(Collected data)
※ ※ ※

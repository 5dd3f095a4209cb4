use ciw_core::domain::{Incident, Issue};
use ciw_core::error::AppError;

/// External issue tracker. Every call is one awaited mutation or query; implementations own
/// rate-limit retries and return an error once those are exhausted.
pub trait IssueTracker {
    /// All issues, in any state, associated with `service`.
    fn list_issues(&self, service: &str) -> Result<Vec<Issue>, AppError>;
    /// Open a new issue whose body embeds `incident.dedup_key`.
    fn create_issue(&self, incident: &Incident) -> Result<Issue, AppError>;
    fn close_issue(&self, issue: &Issue, incident: &Incident) -> Result<(), AppError>;
    fn reopen_issue(&self, issue: &Issue, incident: &Incident) -> Result<(), AppError>;
}

pub mod github_issues;
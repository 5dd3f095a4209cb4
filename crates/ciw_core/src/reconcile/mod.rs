//! Issue lifecycle decisions.
//!
//! Per (service, dedup key) an issue is ABSENT, OPEN or CLOSED. [`decide`] is pure: it looks at
//! the incident counts and the tracker's current issue list and returns exactly one [`Action`].
//! All tracker I/O lives in the caller.

use std::cmp::Ordering;

use serde::{Deserialize, Serialize};
use time::format_description::well_known::Rfc3339;
use time::OffsetDateTime;

use crate::dedup::DedupScope;
use crate::domain::{IncidentCounts, Issue, IssueState};

/// Decides whether an issue belongs to a dedup key.
pub trait DedupMatcher {
    fn matches(&self, issue: &Issue, dedup_key: &str) -> bool;
}

/// Matches when the issue body contains the key anywhere.
#[derive(Debug, Clone, Copy, Default)]
pub struct BodySubstringMatcher;

impl DedupMatcher for BodySubstringMatcher {
    fn matches(&self, issue: &Issue, dedup_key: &str) -> bool {
        !dedup_key.is_empty() && issue.body.contains(dedup_key)
    }
}

/// What to do with a failing run whose signature has no closed issue to reopen, while other
/// issues for the service exist.
#[derive(Debug, Clone, Copy, Default, Serialize, Deserialize, PartialEq, Eq)]
#[serde(rename_all = "snake_case")]
pub enum UnmatchedFailurePolicy {
    #[default]
    Ignore,
    Create,
}

/// How an issue is tied to a dedup key.
#[derive(Debug, Clone, Copy, Default, Serialize, Deserialize, PartialEq, Eq)]
#[serde(rename_all = "snake_case")]
pub enum MatchStrategy {
    /// The key appears anywhere in the body.
    #[default]
    Substring,
    /// The key appears in the hidden marker line written when the issue was created.
    Marker,
}

#[derive(Debug, Clone, Copy, Default, Serialize, Deserialize, PartialEq, Eq)]
pub struct ReconcilePolicy {
    #[serde(default)]
    pub on_unmatched_failure: UnmatchedFailurePolicy,
    #[serde(default)]
    pub dedup_scope: DedupScope,
    #[serde(default)]
    pub matcher: MatchStrategy,
}

#[derive(Debug, Clone, Copy, Serialize, Deserialize, PartialEq, Eq)]
#[serde(rename_all = "SCREAMING_SNAKE_CASE")]
pub enum TrackedState {
    Absent,
    Open,
    Closed,
}

#[derive(Debug, Clone, Copy, Serialize, Deserialize, PartialEq, Eq)]
#[serde(rename_all = "snake_case")]
pub enum NoActionReason {
    /// Passing run and nothing is open.
    NothingOpen,
    /// Failing run whose signature already has an open issue.
    AlreadyOpen,
    /// Failing run, other issues exist, no closed issue matches the key.
    UnmatchedFailure,
}

#[derive(Debug, Clone, Serialize, Deserialize, PartialEq, Eq)]
#[serde(tag = "action", rename_all = "snake_case")]
pub enum Action {
    Create,
    CloseAll { issues: Vec<Issue> },
    Reopen { issue: Issue },
    NoAction { reason: NoActionReason },
}

fn created_at(issue: &Issue) -> Option<OffsetDateTime> {
    OffsetDateTime::parse(&issue.created_at, &Rfc3339).ok()
}

/// Newest first. Unparseable timestamps sort after parseable ones.
fn newest_first(a: &Issue, b: &Issue) -> Ordering {
    match (created_at(a), created_at(b)) {
        (Some(x), Some(y)) => y.cmp(&x),
        (Some(_), None) => Ordering::Less,
        (None, Some(_)) => Ordering::Greater,
        (None, None) => b.created_at.cmp(&a.created_at),
    }
    .then_with(|| b.number.cmp(&a.number))
}

/// Lifecycle state of one dedup key among a service's issues.
pub fn tracked_state(issues: &[Issue], dedup_key: &str, matcher: &dyn DedupMatcher) -> TrackedState {
    let mut state = TrackedState::Absent;
    for issue in issues.iter().filter(|i| matcher.matches(i, dedup_key)) {
        match issue.state {
            IssueState::Open => return TrackedState::Open,
            IssueState::Closed => state = TrackedState::Closed,
        }
    }
    state
}

/// Most recently created closed issue carrying the key.
pub fn most_recent_closed_match<'a>(
    issues: &'a [Issue],
    dedup_key: &str,
    matcher: &dyn DedupMatcher,
) -> Option<&'a Issue> {
    issues
        .iter()
        .filter(|i| i.state == IssueState::Closed && matcher.matches(i, dedup_key))
        .min_by(|a, b| newest_first(a, b))
}

/// Rules, in order:
/// 1. Passing run: close every open issue of the service, whatever its key.
/// 2. Failing run: create when the service has no issues at all; otherwise reopen the newest
///    closed issue carrying the key; otherwise follow `policy.on_unmatched_failure`.
pub fn decide_with(
    counts: &IncidentCounts,
    issues: &[Issue],
    dedup_key: &str,
    matcher: &dyn DedupMatcher,
    policy: &ReconcilePolicy,
) -> Action {
    if counts.fail == 0 {
        let open: Vec<Issue> = issues
            .iter()
            .filter(|i| i.state == IssueState::Open)
            .cloned()
            .collect();
        if open.is_empty() {
            return Action::NoAction {
                reason: NoActionReason::NothingOpen,
            };
        }
        return Action::CloseAll { issues: open };
    }

    if issues.is_empty() {
        return Action::Create;
    }

    if let Some(issue) = most_recent_closed_match(issues, dedup_key, matcher) {
        return Action::Reopen {
            issue: issue.clone(),
        };
    }

    if tracked_state(issues, dedup_key, matcher) == TrackedState::Open {
        return Action::NoAction {
            reason: NoActionReason::AlreadyOpen,
        };
    }

    match policy.on_unmatched_failure {
        UnmatchedFailurePolicy::Create => Action::Create,
        UnmatchedFailurePolicy::Ignore => Action::NoAction {
            reason: NoActionReason::UnmatchedFailure,
        },
    }
}

/// [`decide_with`] using body-substring matching and the default policy.
pub fn decide(counts: &IncidentCounts, issues: &[Issue], dedup_key: &str) -> Action {
    decide_with(
        counts,
        issues,
        dedup_key,
        &BodySubstringMatcher,
        &ReconcilePolicy::default(),
    )
}
//! Stable dedup keys correlating the same failure signature across CI runs.

use serde::{Deserialize, Serialize};
use sha2::{Digest, Sha256};

use crate::domain::{Run, TestStatus};

/// Which tests contribute identities to a run's dedup key.
#[derive(Debug, Clone, Copy, Default, Serialize, Deserialize, PartialEq, Eq)]
#[serde(rename_all = "snake_case")]
pub enum DedupScope {
    #[default]
    Failing,
    AllTests,
}

/// `report-suite-test-status`, status lowercased.
pub fn test_identity(report: &str, suite: &str, test: &str, status: TestStatus) -> String {
    format!(
        "{report}-{suite}-{test}-{}",
        status.as_str().to_ascii_lowercase()
    )
}

fn identities(run: &Run, keep: impl Fn(TestStatus) -> bool) -> Vec<String> {
    let mut out = Vec::new();
    for report in &run.reports {
        for suite in &report.testsuites {
            for test in suite.tests.iter().filter(|t| keep(t.status)) {
                out.push(test_identity(&report.name, &suite.name, &test.name, test.status));
            }
        }
    }
    out
}

pub fn failing_test_identities(run: &Run) -> Vec<String> {
    identities(run, |s| s == TestStatus::Fail)
}

pub fn all_test_identities(run: &Run) -> Vec<String> {
    identities(run, |_| true)
}

fn digest(payload: &str) -> String {
    hex::encode(Sha256::digest(payload.as_bytes()))
}

/// Dedup key for a set of test identities.
///
/// The identities are sorted first so discovery order never changes the key. No salt or clock
/// input is involved: equal inputs give equal keys across processes.
pub fn dedup_key(service: &str, identities: &[String]) -> String {
    let mut sorted = identities.to_vec();
    sorted.sort();
    digest(&format!("service={service}|{}", sorted.join("\n")))
}

fn normalize_message(message: &str) -> String {
    message.split_whitespace().collect::<Vec<_>>().join(" ")
}

/// Dedup key for a free-text incident when no structured report exists.
pub fn dedup_key_for_message(service: &str, message: &str) -> String {
    digest(&format!(
        "service={service}|message={}",
        normalize_message(message)
    ))
}

pub fn run_dedup_key(service: &str, run: &Run, scope: DedupScope) -> String {
    let ids = match scope {
        DedupScope::Failing => failing_test_identities(run),
        DedupScope::AllTests => all_test_identities(run),
    };
    dedup_key(service, &ids)
}

#[cfg(test)]
mod tests {
    use super::*;

    fn ids(v: &[&str]) -> Vec<String> {
        v.iter().map(|s| s.to_string()).collect()
    }

    #[test]
    fn key_is_order_independent() {
        assert_eq!(
            dedup_key("svc", &ids(&["b-fail", "a-fail"])),
            dedup_key("svc", &ids(&["a-fail", "b-fail"]))
        );
    }

    #[test]
    fn key_is_sensitive_to_identities_and_service() {
        let base = dedup_key("svc", &ids(&["a-fail", "b-fail"]));
        assert_ne!(base, dedup_key("svc", &ids(&["a-fail", "c-fail"])));
        assert_ne!(base, dedup_key("svc2", &ids(&["a-fail", "b-fail"])));
        assert_ne!(base, dedup_key("svc", &ids(&["a-fail"])));
    }

    #[test]
    fn key_is_fixed_width_hex() {
        let key = dedup_key("svc", &[]);
        assert_eq!(key.len(), 64);
        assert!(key.chars().all(|c| c.is_ascii_hexdigit()));
        assert_eq!(key, dedup_key("svc", &[]));
    }

    #[test]
    fn message_keys_ignore_whitespace_layout() {
        assert_eq!(
            dedup_key_for_message("svc", "  deploy   failed\n on prod "),
            dedup_key_for_message("svc", "deploy failed on prod")
        );
        assert_ne!(
            dedup_key_for_message("svc", "deploy failed"),
            dedup_key_for_message("other", "deploy failed")
        );
    }

    #[test]
    fn identity_uses_lowercase_status() {
        assert_eq!(
            test_identity("web", "login", "rejects bad password", TestStatus::Fail),
            "web-login-rejects bad password-fail"
        );
    }
}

※ ※ ※

From the data above, copy each line that has the string "Option".

fn created_at(issue: &Issue) -> Option<OffsetDateTime> {
) -> Option<&'a Issue> {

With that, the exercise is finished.